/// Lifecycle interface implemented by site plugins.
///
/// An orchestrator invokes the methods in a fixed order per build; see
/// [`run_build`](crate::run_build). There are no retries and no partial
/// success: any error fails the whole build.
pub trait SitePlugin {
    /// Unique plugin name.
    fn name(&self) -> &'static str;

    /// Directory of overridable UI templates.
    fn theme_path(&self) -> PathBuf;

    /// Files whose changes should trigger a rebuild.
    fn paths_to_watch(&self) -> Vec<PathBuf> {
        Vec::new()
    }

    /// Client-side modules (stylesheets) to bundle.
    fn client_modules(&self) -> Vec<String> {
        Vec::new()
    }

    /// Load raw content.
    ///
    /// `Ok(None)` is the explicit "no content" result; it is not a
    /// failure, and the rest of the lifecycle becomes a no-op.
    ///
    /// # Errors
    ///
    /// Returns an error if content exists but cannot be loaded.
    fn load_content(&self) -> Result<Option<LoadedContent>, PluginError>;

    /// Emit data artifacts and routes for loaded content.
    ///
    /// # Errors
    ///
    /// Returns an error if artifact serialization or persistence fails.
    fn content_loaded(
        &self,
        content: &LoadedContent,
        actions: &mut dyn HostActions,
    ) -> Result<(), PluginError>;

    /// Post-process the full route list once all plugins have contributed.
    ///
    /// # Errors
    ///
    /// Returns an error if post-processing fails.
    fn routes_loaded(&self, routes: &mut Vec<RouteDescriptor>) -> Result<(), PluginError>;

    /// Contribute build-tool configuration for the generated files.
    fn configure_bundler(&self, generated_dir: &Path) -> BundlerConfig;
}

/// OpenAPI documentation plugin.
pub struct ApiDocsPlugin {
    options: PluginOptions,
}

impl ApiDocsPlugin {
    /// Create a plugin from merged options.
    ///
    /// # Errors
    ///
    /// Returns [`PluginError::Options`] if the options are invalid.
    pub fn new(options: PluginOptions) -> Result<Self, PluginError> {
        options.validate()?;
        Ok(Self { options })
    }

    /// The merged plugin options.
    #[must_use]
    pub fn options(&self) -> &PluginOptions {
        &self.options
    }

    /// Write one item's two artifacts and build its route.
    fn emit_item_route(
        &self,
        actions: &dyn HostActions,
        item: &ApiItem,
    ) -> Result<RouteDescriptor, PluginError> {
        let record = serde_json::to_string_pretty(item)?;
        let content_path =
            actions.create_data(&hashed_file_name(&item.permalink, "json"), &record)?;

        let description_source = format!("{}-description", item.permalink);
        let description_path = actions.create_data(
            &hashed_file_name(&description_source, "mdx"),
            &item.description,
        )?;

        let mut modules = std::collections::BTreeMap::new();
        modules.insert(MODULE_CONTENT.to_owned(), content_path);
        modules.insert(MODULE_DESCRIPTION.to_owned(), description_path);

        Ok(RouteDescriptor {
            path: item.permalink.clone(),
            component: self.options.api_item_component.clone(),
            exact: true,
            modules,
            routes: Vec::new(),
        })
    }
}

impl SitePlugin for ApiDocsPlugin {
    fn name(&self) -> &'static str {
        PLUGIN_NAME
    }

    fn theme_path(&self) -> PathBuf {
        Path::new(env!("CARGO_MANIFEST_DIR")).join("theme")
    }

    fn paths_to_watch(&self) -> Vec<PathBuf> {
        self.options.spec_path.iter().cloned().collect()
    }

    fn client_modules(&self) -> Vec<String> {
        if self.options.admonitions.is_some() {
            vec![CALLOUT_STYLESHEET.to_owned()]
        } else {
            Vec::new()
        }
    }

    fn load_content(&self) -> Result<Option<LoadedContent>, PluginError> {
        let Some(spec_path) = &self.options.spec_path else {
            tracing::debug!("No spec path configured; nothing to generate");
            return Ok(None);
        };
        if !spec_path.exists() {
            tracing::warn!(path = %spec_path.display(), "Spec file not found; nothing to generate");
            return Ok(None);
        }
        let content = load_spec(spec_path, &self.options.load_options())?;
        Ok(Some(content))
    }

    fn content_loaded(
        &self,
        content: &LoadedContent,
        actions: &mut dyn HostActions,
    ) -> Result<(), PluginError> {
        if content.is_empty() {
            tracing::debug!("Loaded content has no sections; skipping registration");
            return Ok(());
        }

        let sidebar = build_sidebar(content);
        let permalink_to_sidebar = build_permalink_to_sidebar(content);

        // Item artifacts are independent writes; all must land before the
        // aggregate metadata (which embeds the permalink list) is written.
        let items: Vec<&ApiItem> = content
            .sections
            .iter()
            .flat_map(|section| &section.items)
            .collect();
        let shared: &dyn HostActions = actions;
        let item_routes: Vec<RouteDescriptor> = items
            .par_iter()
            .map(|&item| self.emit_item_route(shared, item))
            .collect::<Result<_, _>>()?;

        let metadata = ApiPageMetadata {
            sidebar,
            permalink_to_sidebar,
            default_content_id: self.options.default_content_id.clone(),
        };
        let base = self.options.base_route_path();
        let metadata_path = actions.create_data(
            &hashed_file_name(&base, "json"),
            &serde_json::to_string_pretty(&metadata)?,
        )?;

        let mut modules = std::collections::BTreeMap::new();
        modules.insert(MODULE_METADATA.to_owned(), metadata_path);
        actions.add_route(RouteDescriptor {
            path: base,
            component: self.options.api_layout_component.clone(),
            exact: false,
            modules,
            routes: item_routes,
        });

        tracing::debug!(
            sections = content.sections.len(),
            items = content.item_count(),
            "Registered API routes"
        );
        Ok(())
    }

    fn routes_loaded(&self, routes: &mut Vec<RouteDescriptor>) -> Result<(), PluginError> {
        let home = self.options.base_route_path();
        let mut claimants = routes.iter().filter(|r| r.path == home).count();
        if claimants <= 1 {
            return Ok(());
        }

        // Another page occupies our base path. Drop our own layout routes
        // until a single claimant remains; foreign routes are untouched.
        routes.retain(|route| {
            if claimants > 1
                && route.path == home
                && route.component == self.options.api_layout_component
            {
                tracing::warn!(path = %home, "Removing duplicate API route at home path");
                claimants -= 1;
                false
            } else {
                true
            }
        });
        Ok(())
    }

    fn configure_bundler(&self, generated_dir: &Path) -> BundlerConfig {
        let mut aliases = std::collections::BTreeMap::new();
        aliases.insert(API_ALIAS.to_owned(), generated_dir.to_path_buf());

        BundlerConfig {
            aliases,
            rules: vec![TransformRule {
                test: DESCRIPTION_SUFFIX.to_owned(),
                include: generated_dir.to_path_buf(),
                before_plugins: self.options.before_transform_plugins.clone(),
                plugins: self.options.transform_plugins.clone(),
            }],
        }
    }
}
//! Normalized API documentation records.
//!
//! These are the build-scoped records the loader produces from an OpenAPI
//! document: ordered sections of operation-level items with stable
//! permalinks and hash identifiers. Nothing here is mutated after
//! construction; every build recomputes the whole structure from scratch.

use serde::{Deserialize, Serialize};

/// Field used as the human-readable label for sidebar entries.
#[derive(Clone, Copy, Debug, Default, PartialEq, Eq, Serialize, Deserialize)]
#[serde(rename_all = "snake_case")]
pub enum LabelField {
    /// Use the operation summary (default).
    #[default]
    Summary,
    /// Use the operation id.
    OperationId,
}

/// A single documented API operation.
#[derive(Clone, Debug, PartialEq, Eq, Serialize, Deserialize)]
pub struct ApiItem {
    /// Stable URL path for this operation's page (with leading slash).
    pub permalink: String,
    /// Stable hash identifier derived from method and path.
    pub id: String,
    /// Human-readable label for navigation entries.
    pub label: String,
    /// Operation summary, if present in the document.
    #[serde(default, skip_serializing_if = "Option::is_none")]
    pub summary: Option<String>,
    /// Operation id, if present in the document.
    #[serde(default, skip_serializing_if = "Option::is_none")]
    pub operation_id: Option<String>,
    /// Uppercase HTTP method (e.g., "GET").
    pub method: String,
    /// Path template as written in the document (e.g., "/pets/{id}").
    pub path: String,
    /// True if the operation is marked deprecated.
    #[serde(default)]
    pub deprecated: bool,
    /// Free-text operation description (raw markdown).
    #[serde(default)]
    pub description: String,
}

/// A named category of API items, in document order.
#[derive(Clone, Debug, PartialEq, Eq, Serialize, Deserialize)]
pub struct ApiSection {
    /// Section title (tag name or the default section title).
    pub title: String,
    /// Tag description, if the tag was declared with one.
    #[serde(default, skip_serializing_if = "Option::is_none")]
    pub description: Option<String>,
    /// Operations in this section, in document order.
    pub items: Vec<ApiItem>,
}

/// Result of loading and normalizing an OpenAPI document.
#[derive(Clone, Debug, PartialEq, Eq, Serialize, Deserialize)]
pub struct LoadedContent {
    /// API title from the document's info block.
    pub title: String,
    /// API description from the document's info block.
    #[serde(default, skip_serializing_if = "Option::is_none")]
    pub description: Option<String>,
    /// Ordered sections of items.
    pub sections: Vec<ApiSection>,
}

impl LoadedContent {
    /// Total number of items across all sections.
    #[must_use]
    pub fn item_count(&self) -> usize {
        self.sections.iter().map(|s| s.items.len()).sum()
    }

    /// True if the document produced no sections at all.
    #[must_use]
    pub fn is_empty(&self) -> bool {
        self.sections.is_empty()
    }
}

◆ Problem requirements: Using the entries above, count the lines that have the string "aliases" in them. Answer with that number only.

◆ Answer below: 3